Second, Otten argues that the trial court erred in allowing the State to introduce testimony under Alaska Evidence Rule 404(b)(4) that he previously assaulted Shawnna by pointing a gun at her. Specifically, Otten argues that (1) the trial court failed to sufficiently analyze whether the proffered evidence was more prejudicial than probative, as required by Evidence Rule 403 and this Court's decision in Bingaman v. State, and (2) the trial court failed to consider whether the evidence could be admitted in a more limited form, such as by means of a stipulation.
Bingaman v. State, 76 P.3d 398, 416 (Alaska App. 2003).
But the record shows that the trial court engaged in a detailed and explicit analysis of the six Bingaman factors, including an evaluation of the relevance of the evidence under Rule 402 and its potential prejudice under Rule 403. And, although Otten objected to the admission of the prior-act evidence prior to trial, he did not separately challenge the scope of the testimony or request that the evidence be admitted through a stipulation. Having reviewed the record, we conclude that the court did not abuse its discretion when it allowed this testimony.
See Kasgnoc v. State, 448 P.3d 883, 889 (Alaska App. 2019) ("[W]e wish to remind prosecutors, defense attorneys, and trial judges that the question of the admissibility of prior-act evidence is a question separate and distinct from the nature and scope of that evidence." (citing Conley v. Alaska Commc'ns Sys. Holdings, Inc., 323 P.3d 1131, 1136, 1138-39 (Alaska 2014))).

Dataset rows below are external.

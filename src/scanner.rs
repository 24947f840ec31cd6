use crate::model::{Library, MediaItem, MediaKind};
use std::ffi::OsStr;
use std::path::{Path, PathBuf};
use std::sync::mpsc::{self, Receiver};
use std::thread;
use thiserror::Error;
use walkdir::WalkDir;

const AUDIO_EXTENSIONS: &[&str] = &["mp3", "wav", "m4a", "ogg"];

/// An entry the walk could not read. Scanning continues past it.
#[derive(Debug, Clone, PartialEq, Eq, Error)]
pub enum ScanIssue {
    #[error("cannot read {}: {reason}", path.display())]
    Unreadable { path: PathBuf, reason: String },
    #[error("symlink loop at {}", path.display())]
    Loop { path: PathBuf },
}

#[derive(Debug, Clone, Default)]
pub struct ScanReport {
    pub root: PathBuf,
    pub library: Library,
    pub issues: Vec<ScanIssue>,
}

impl MediaKind {
    pub fn matches(self, path: &Path) -> bool {
        match self {
            Self::Audio => {
                let ext = path.extension().and_then(OsStr::to_str).unwrap_or_default();
                AUDIO_EXTENSIONS
                    .iter()
                    .any(|supported| ext.eq_ignore_ascii_case(supported))
            }
            Self::Video => mime_guess::from_path(path)
                .first()
                .is_some_and(|mime| mime.type_() == mime_guess::mime::VIDEO),
        }
    }
}

/// Walks `root` depth-first, entries within a directory in file-name order.
pub fn scan(root: &Path, kind: MediaKind) -> ScanReport {
    let mut report = ScanReport {
        root: root.to_path_buf(),
        ..ScanReport::default()
    };

    for entry in WalkDir::new(root)
        .follow_links(true)
        .sort_by_file_name()
    {
        let entry = match entry {
            Ok(entry) => entry,
            Err(err) => {
                let issue = issue_from(root, &err);
                log::warn!("scan skipped entry: {issue}");
                report.issues.push(issue);
                continue;
            }
        };

        if entry.file_type().is_file() && kind.matches(entry.path()) {
            report.library.push(MediaItem::from_path(entry.path()));
        }
    }

    log::info!(
        "scanned {}: {} {}, {} skipped",
        root.display(),
        report.library.len(),
        kind.item_noun(),
        report.issues.len()
    );
    report
}

/// Runs [`scan`] on a worker thread and posts the report back.
pub fn spawn_scan(root: PathBuf, kind: MediaKind) -> Receiver<ScanReport> {
    let (tx, rx) = mpsc::channel();
    thread::spawn(move || {
        let report = scan(&root, kind);
        let _ = tx.send(report);
    });
    rx
}

fn issue_from(root: &Path, err: &walkdir::Error) -> ScanIssue {
    let path = err.path().unwrap_or(root).to_path_buf();
    if err.loop_ancestor().is_some() {
        return ScanIssue::Loop { path };
    }
    let reason = err
        .io_error()
        .map(|io| io.to_string())
        .unwrap_or_else(|| err.to_string());
    ScanIssue::Unreadable { path, reason }
}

See Bennett v. Anchorage, 205 P.3d 1113, 1118 (Alaska App. 2009) (noting that a trial court's ruling on admissibility of prior bad acts evidence under Bingaman is reviewed for an abuse of discretion).
Finally, Otten argues that the trial court erred by imposing a condition of probation requiring him to take all prescribed medications as directed by his probation officer. He notes that, in Kozevnikoff v. State, we held that a trial court must first consider the "independent and timely evaluation" of a medical professional and provide an opportunity for the defendant to be heard prior to ordering a defendant to take medication over their objection.

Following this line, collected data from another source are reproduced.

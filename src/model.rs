use serde::{Deserialize, Serialize};
use std::path::{Path, PathBuf};

#[derive(Debug, Clone, Copy, PartialEq, Eq, Default)]
pub enum MediaKind {
    #[default]
    Audio,
    Video,
}

impl MediaKind {
    pub fn label(self) -> &'static str {
        match self {
            Self::Audio => "Music",
            Self::Video => "Reel",
        }
    }

    pub fn state_file(self) -> &'static str {
        match self {
            Self::Audio => "music.json",
            Self::Video => "reel.json",
        }
    }

    pub fn item_noun(self) -> &'static str {
        match self {
            Self::Audio => "songs",
            Self::Video => "videos",
        }
    }
}

/// A playable file. Two items are the same item when their handles match.
#[derive(Debug, Clone)]
pub struct MediaItem {
    pub handle: PathBuf,
    pub display_name: String,
}

impl MediaItem {
    pub fn from_path(path: &Path) -> Self {
        let display_name = path
            .file_name()
            .map(|name| name.to_string_lossy().into_owned())
            .unwrap_or_else(|| String::from("Unknown"));
        Self {
            handle: path.to_path_buf(),
            display_name,
        }
    }

    /// Display name without its final extension.
    pub fn stem(&self) -> &str {
        match self.display_name.rsplit_once('.') {
            Some((stem, _)) if !stem.is_empty() => stem,
            _ => &self.display_name,
        }
    }
}

impl PartialEq for MediaItem {
    fn eq(&self, other: &Self) -> bool {
        self.handle == other.handle
    }
}

impl Eq for MediaItem {}

pub type Library = Vec<MediaItem>;

#[derive(Debug, Clone, Serialize, Deserialize, PartialEq, Eq)]
pub struct PersistedState {
    #[serde(default)]
    pub folder: Option<PathBuf>,
    #[serde(default)]
    pub last_item: Option<PathBuf>,
    #[serde(default)]
    pub resume_last: Option<bool>,
    #[serde(default)]
    pub shuffle: Option<bool>,
    #[serde(default = "default_player_command")]
    pub player_command: Vec<String>,
    #[serde(default = "default_probe_command")]
    pub probe_command: Vec<String>,
}

impl PersistedState {
    /// Whether the last item should be restored after a scan. The reel restores
    /// by default, the music player does not.
    pub fn resumes_last(&self, kind: MediaKind) -> bool {
        self.resume_last.unwrap_or(kind == MediaKind::Video)
    }

    /// Whether the cycle is shuffled. Songs play in folder order unless asked;
    /// the reel shuffles by default.
    pub fn shuffles(&self, kind: MediaKind) -> bool {
        self.shuffle.unwrap_or(kind == MediaKind::Video)
    }
}

fn default_player_command() -> Vec<String> {
    ["mpv", "--really-quiet", "--fs"]
        .into_iter()
        .map(String::from)
        .collect()
}

fn default_probe_command() -> Vec<String> {
    [
        "ffprobe",
        "-v",
        "error",
        "-show_entries",
        "format=duration",
        "-of",
        "default=noprint_wrappers=1:nokey=1",
    ]
    .into_iter()
    .map(String::from)
    .collect()
}

impl Default for PersistedState {
    fn default() -> Self {
        Self {
            folder: None,
            last_item: None,
            resume_last: None,
            shuffle: None,
            player_command: default_player_command(),
            probe_command: default_probe_command(),
        }
    }
}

Kozevnikoff v. State, 433 P.3d 546, 548 (Alaska App. 2018).
But the trial court twice asked Otten's attorney if the attorney had any objection to the medication portion of the condition, and both times, the attorney stated that she had no objection. Accordingly, Otten must show plain error.

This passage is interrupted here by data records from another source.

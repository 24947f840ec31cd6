use crate::cycle::CycleController;
use crate::model::MediaKind;
use std::time::Duration;
use time::OffsetDateTime;
use time::format_description::BorrowedFormatItem;
use time::macros::format_description;

const LONG_DATE: &[BorrowedFormatItem<'static>] =
    format_description!("[weekday], [month repr:long] [day padding:none], [year]");
const SECONDS_CLOCK: &[BorrowedFormatItem<'static>] =
    format_description!("[hour repr:12]:[minute]:[second] [period]");
const SHORT_DATE_TIME: &[BorrowedFormatItem<'static>] = format_description!(
    "[weekday repr:short], [month repr:short] [day padding:none], [year] [hour repr:12]:[minute] [period]"
);

#[derive(Debug, Clone, Copy, Default, PartialEq, Eq)]
pub struct PlaybackProgress {
    pub position: Option<Duration>,
    pub duration: Option<Duration>,
}

/// Display text for one refresh tick. Nothing here is stored between ticks.
#[derive(Debug, Clone, PartialEq, Eq)]
pub struct Overlay {
    pub position: Option<(usize, usize)>,
    pub title: Option<String>,
    pub percent_left: u8,
    pub active_time: String,
    pub date: String,
    pub clock: String,
    pub date_time: String,
}

impl Overlay {
    pub fn build(
        cycle: &CycleController,
        progress: PlaybackProgress,
        active: Duration,
        now: OffsetDateTime,
    ) -> Self {
        Self {
            position: cycle.position(),
            title: cycle.current().map(|item| item.stem().to_string()),
            percent_left: percent_left(progress),
            active_time: format_active_time(active),
            date: now.format(LONG_DATE).unwrap_or_default(),
            clock: now.format(SECONDS_CLOCK).unwrap_or_default(),
            date_time: now.format(SHORT_DATE_TIME).unwrap_or_default(),
        }
    }

    pub fn cycle_label(&self) -> Option<String> {
        self.position
            .map(|(index, total)| format!("[#{index} of {total}]"))
    }

    /// `"Playing: name (Song #k of n)"`, as the music player shows it.
    pub fn song_line(&self, state: &str) -> Option<String> {
        let (index, total) = self.position?;
        let title = self.title.as_deref()?;
        Some(format!("{state}: {title} (Song #{index} of {total})"))
    }

    pub fn lines(&self, kind: MediaKind, state: &str) -> Vec<String> {
        match kind {
            MediaKind::Audio => {
                let mut lines = Vec::with_capacity(3);
                if let Some(song) = self.song_line(state) {
                    lines.push(song);
                }
                lines.push(self.date.clone());
                lines.push(self.clock.clone());
                lines
            }
            MediaKind::Video => {
                let mut lines = Vec::with_capacity(5);
                if let (Some(label), Some(title)) = (self.cycle_label(), self.title.as_ref()) {
                    lines.push(label);
                    lines.push(title.clone());
                    lines.push(format!("Left: {}%", self.percent_left));
                }
                lines.push(self.active_time.clone());
                lines.push(self.date_time.clone());
                lines
            }
        }
    }
}

/// Whole percent of the item still to play; 0 when the duration is unknown.
pub fn percent_left(progress: PlaybackProgress) -> u8 {
    let Some(duration) = progress.duration.filter(|duration| !duration.is_zero()) else {
        return 0;
    };
    let position = progress.position.unwrap_or_default().min(duration);
    let left = duration - position;
    ((left.as_millis() * 100) / duration.as_millis().max(1)).min(100) as u8
}

pub fn format_active_time(active: Duration) -> String {
    let minutes = active.as_secs() / 60;
    format!("{:02}:{:02}", minutes / 60, minutes % 60)
}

State v. Ranstead, 421 P.3d 15, 23 (Alaska 2018).
We decline to find plain error. It is clear from the sentencing record that the parties understood this condition to be referring exclusively to mental health medications. And when Otten personally expressed concerns that some mental health medications can have serious side effects, the court expressly informed him that he could request a hearing to modify the medication condition if he did not agree with the recommendations of his medical provider.
We accordingly interpret "any prescribed medications" to apply only to mental health medications that Otten's medical providers view as necessary for his rehabilitation or the safely of the public. And in light of the trial court's comments, we interpret this probation condition as affording Otten some form of judicial review if he objects to taking the prescribed mental health medication - review that will take place prior to Otten being required to take that medication and prior to Otten facing any legal consequences for refusing to take the medication. With these procedural safeguards in place, we reject Otten's challenge to this probation condition.
See Burrell v. State, 626 P.2d 1087, 1089 (Alaska App. 1981) (holding that where a conflict exists between an orally imposed sentence and a subsequently issued written judgment, the oral pronouncement of the sentence "ordinarily controls").
The judgment of the trial court is AFFIRMED.